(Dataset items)
#####
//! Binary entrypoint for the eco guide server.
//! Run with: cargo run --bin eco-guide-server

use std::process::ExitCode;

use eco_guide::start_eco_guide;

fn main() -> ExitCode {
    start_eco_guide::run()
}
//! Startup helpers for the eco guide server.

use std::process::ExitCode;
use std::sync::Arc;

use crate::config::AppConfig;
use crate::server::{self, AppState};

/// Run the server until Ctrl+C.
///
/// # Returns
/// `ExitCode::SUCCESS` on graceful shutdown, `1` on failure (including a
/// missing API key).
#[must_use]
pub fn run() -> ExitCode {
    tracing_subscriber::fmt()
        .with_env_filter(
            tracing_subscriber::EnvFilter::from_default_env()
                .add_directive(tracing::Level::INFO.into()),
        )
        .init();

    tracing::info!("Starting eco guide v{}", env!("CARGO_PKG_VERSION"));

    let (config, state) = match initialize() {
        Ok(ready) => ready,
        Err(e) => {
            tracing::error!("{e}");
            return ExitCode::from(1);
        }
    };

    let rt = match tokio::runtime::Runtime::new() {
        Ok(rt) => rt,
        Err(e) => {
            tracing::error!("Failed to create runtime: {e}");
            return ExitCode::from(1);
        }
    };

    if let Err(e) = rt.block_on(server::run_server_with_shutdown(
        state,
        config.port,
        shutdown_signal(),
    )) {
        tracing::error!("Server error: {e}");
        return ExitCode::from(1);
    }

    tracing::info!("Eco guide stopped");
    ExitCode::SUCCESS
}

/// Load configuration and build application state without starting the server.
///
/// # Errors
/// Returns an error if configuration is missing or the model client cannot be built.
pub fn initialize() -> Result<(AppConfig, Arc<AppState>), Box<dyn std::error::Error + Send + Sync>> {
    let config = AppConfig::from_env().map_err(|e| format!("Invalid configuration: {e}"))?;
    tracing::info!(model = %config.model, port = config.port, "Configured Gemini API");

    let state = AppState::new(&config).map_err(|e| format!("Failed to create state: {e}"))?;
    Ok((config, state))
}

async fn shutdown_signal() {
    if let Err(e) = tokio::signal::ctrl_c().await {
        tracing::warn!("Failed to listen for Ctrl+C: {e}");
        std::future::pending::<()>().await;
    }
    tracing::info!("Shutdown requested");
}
#####
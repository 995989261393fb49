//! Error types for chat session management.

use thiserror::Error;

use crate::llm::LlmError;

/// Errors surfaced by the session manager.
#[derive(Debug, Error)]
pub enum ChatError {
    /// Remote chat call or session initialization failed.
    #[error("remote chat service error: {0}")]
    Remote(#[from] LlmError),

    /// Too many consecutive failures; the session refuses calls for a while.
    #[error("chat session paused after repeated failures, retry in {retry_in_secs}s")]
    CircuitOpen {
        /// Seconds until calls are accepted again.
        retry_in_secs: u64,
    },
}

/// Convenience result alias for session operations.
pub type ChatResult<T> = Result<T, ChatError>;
#####
* Exercise requirements
Will you return exactly the lines above from the one with "#[derive(Debug, Error)]" down to the one with "pub type ChatResult<T>", counting both as part of the range?

* Solution to this problem
#[derive(Debug, Error)]
pub enum ChatError {
    /// Remote chat call or session initialization failed.
    #[error("remote chat service error: {0}")]
    Remote(#[from] LlmError),

    /// Too many consecutive failures; the session refuses calls for a while.
    #[error("chat session paused after repeated failures, retry in {retry_in_secs}s")]
    CircuitOpen {
        /// Seconds until calls are accepted again.
        retry_in_secs: u64,
    },
}

/// Convenience result alias for session operations.
pub type ChatResult<T> = Result<T, ChatError>;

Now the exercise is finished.